Your instructions:
Give back the line that contains "#[derive(Clone, Copy, Debug, PartialEq, Eq)]" and every following line, exactly as they appear, through the end of the data.

*** Block opens ***

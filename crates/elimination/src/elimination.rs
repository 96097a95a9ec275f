use nalgebra::{
    allocator::Allocator, DefaultAllocator, Dim, Matrix, OMatrix, OVector, RealField, Scalar,
    Storage, U1,
};

/// Result of a solve on a copy of the augmented matrix.
#[derive(Clone, Debug)]
pub struct Elimination<T, R, C>
where
    T: Scalar,
    R: Dim,
    C: Dim,
    DefaultAllocator: Allocator<T, R> + Allocator<T, R, C>,
{
    /// The augmented matrix after elimination: upper-triangular for Gauss, reduced row-echelon
    /// for Gauss-Jordan.
    pub reduced: OMatrix<T, R, C>,
    pub solution: OVector<T, R>,
}

impl<T, R, C> Elimination<T, R, C>
where
    T: RealField + Copy,
    R: Dim,
    C: Dim,
    DefaultAllocator: Allocator<T, R> + Allocator<T, R, C>,
{
    /// `false` if any solution component is `inf` or `NaN`, which is how an unchecked solve
    /// reports a singular system.
    pub fn is_finite(&self) -> bool {
        self.solution.iter().all(|x| x.is_finite())
    }
}

/// Computes `A x - b` for the augmented matrix `[A | b]`.
///
/// `mat` has to be the matrix as it was before elimination.
pub fn residual<T, R, C, SA, SB>(
    mat: &Matrix<T, R, C, SA>,
    x: &Matrix<T, R, U1, SB>,
) -> OVector<T, R>
where
    T: RealField + Copy,
    R: Dim,
    C: Dim,
    SA: Storage<T, R, C>,
    SB: Storage<T, R, U1>,
    DefaultAllocator: Allocator<T, R>,
{
    let (nrows, _) = mat.shape_generic();
    let n = mat.nrows();
    OVector::<T, R>::from_fn_generic(nrows, U1, |i, _| {
        let ax = (0..n).fold(T::zero(), |acc, j| acc + mat[(i, j)] * x[j]);
        ax - mat[(i, n)]
    })
}
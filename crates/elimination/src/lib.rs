//! Dense solvers for linear systems `Ax = b` given as an augmented matrix `[A | b]`.
//!
//! Two elimination schemes are provided, both using partial (row) pivoting:
//!
//! * [`gauss`]: forward elimination to upper-triangular form followed by back substitution.
//! * [`gauss_jordan`]: full reduction, leaving the solution in the last column.
//!
//! The free functions work in place and never fail: a zero pivot produces `inf`/`NaN` entries in
//! the solution rather than an error. The `*_checked` variants and the [`Validation::Checked`]
//! mode of the solver types report singular or malformed systems through [`Error`] instead.
mod elimination;
mod gauss;
mod gauss_jordan;
mod pivot;
mod traits;

pub use elimination::{residual, Elimination};
pub use gauss::{back_substitute, forward_eliminate, gauss, gauss_checked, Gauss};
pub use gauss_jordan::{gauss_jordan, gauss_jordan_checked, GaussJordan};
pub use pivot::select_pivot_row;
pub use traits::{EliminationSolver, Validation};

use nalgebra::{Dim, Matrix, RealField, Storage};
use thiserror::Error;

#[derive(Debug, Error, PartialEq, Eq)]
pub enum Error {
    #[error("A singular matrix was encountered during elimination (col {col})")]
    SingularMatrix { col: usize },

    #[error("Augmented matrix must have one more column than rows (got {rows}x{cols})")]
    DimensionMismatch { rows: usize, cols: usize },

    #[error("Pivot tolerance must be a non-negative number")]
    InvalidTolerance,

    #[error("Non-finite entry in augmented matrix at ({row}, {col})")]
    NonFiniteEntry { row: usize, col: usize },
}

#[derive(Clone, Copy, Debug, PartialEq, Eq)]
pub enum EliminationKind {
    /// Forward elimination and back substitution.
    Gauss,
    /// Reduction to reduced row-echelon form.
    GaussJordan,
}

/// Checks that `mat` is an `n x (n + 1)` augmented matrix with only finite entries.
pub fn validate_augmented<T, R, C, S>(mat: &Matrix<T, R, C, S>) -> Result<(), Error>
where
    T: RealField + Copy,
    R: Dim,
    C: Dim,
    S: Storage<T, R, C>,
{
    let (rows, cols) = mat.shape();
    if cols != rows + 1 {
        return Err(Error::DimensionMismatch { rows, cols });
    }

    for col in 0..cols {
        for row in 0..rows {
            if !mat[(row, col)].is_finite() {
                return Err(Error::NonFiniteEntry { row, col });
            }
        }
    }

    Ok(())
}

*** Block closes ***

Answer to this problem:
#[derive(Clone, Copy, Debug, PartialEq, Eq)]
pub enum EliminationKind {
    /// Forward elimination and back substitution.
    Gauss,
    /// Reduction to reduced row-echelon form.
    GaussJordan,
}

/// Checks that `mat` is an `n x (n + 1)` augmented matrix with only finite entries.
pub fn validate_augmented<T, R, C, S>(mat: &Matrix<T, R, C, S>) -> Result<(), Error>
where
    T: RealField + Copy,
    R: Dim,
    C: Dim,
    S: Storage<T, R, C>,
{
    let (rows, cols) = mat.shape();
    if cols != rows + 1 {
        return Err(Error::DimensionMismatch { rows, cols });
    }

    for col in 0..cols {
        for row in 0..rows {
            if !mat[(row, col)].is_finite() {
                return Err(Error::NonFiniteEntry { row, col });
            }
        }
    }

    Ok(())
}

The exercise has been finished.